Stored items

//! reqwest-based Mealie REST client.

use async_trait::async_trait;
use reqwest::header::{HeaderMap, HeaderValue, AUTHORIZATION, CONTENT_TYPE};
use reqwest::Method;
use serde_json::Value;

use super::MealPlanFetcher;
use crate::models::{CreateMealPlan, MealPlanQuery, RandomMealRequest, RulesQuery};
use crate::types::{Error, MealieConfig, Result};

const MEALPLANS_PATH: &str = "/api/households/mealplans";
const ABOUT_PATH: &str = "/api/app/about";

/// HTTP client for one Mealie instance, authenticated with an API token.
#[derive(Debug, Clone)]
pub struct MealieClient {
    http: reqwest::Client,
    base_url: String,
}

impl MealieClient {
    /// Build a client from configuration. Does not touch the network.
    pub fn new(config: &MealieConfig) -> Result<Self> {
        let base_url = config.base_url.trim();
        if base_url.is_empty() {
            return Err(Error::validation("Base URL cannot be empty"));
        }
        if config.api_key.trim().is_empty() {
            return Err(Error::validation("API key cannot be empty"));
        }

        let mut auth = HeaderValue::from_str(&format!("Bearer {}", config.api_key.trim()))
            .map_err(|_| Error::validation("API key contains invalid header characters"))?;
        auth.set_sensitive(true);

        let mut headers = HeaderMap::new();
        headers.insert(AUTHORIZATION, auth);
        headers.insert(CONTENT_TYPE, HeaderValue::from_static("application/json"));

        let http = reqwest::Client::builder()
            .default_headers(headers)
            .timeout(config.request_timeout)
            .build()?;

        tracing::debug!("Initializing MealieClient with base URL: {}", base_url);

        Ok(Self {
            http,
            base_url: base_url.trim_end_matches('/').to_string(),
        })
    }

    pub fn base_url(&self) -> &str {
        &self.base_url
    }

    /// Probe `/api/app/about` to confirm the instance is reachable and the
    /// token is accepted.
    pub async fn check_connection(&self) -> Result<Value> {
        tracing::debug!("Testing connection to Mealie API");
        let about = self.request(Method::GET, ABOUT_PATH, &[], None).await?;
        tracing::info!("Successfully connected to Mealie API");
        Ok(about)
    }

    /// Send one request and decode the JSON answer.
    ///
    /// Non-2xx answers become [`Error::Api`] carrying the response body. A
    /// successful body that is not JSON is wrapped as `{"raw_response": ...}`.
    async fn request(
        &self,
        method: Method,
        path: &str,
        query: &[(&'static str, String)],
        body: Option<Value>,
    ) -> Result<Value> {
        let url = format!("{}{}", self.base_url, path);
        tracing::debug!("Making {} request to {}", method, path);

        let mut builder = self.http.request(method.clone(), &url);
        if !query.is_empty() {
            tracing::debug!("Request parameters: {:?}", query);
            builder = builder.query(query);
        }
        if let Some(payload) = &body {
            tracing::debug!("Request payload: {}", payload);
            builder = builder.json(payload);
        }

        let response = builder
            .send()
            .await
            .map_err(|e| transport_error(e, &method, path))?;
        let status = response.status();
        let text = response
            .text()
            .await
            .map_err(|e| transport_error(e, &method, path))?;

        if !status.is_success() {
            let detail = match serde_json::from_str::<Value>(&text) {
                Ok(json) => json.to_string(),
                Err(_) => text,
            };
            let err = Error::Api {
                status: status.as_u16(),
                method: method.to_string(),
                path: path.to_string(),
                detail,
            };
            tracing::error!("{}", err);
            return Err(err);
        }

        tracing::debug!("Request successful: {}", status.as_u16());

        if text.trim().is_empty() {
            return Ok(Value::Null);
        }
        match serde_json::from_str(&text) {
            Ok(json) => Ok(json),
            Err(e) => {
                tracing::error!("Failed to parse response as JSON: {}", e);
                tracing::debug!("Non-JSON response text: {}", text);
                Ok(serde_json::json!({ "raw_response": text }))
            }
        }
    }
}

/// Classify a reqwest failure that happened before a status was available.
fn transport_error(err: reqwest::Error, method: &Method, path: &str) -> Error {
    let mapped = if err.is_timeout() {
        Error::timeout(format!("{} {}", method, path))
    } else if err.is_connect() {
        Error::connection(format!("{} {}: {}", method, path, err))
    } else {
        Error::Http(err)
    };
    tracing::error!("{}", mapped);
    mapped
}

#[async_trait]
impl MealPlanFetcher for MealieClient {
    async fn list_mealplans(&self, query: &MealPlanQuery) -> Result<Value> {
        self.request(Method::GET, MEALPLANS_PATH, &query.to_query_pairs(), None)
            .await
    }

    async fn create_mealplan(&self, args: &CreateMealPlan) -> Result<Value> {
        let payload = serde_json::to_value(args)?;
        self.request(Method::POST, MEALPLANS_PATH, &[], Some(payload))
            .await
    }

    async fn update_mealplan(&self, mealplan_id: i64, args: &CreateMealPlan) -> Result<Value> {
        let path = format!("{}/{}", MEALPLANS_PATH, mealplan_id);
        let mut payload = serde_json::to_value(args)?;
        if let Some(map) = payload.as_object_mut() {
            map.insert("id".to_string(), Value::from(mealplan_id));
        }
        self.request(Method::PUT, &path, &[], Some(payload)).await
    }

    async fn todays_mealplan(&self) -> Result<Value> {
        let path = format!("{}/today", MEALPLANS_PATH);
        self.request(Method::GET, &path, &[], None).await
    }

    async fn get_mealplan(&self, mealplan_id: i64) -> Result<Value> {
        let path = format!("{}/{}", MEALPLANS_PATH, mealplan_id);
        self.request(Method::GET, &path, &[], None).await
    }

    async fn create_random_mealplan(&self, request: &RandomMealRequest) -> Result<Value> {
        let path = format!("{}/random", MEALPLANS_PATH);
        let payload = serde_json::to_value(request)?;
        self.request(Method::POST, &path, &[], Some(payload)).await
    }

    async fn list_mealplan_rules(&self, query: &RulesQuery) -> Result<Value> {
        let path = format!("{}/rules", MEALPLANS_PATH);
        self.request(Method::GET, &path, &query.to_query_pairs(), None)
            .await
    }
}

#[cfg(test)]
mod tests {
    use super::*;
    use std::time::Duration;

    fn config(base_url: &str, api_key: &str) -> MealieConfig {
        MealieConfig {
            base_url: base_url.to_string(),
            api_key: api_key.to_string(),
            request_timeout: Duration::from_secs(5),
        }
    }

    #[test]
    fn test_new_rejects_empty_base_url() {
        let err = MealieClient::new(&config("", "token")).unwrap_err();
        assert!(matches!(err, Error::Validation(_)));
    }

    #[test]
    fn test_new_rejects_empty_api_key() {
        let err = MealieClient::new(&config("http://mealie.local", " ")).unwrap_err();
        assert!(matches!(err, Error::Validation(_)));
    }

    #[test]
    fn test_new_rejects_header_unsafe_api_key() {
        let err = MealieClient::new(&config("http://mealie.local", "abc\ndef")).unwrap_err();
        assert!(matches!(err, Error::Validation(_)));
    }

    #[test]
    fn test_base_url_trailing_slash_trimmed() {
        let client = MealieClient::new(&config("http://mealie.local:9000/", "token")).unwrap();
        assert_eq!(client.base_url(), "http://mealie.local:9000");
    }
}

> [WORK REQUIRED]: Could you please retype the lines from the start of the data through the line with "const MEALPLANS_PATH: &str", both included, and nothing else?

> [OUTPUT OF THE TASK]:
//! reqwest-based Mealie REST client.

use async_trait::async_trait;
use reqwest::header::{HeaderMap, HeaderValue, AUTHORIZATION, CONTENT_TYPE};
use reqwest::Method;
use serde_json::Value;

use super::MealPlanFetcher;
use crate::models::{CreateMealPlan, MealPlanQuery, RandomMealRequest, RulesQuery};
use crate::types::{Error, MealieConfig, Result};

const MEALPLANS_PATH: &str = "/api/households/mealplans";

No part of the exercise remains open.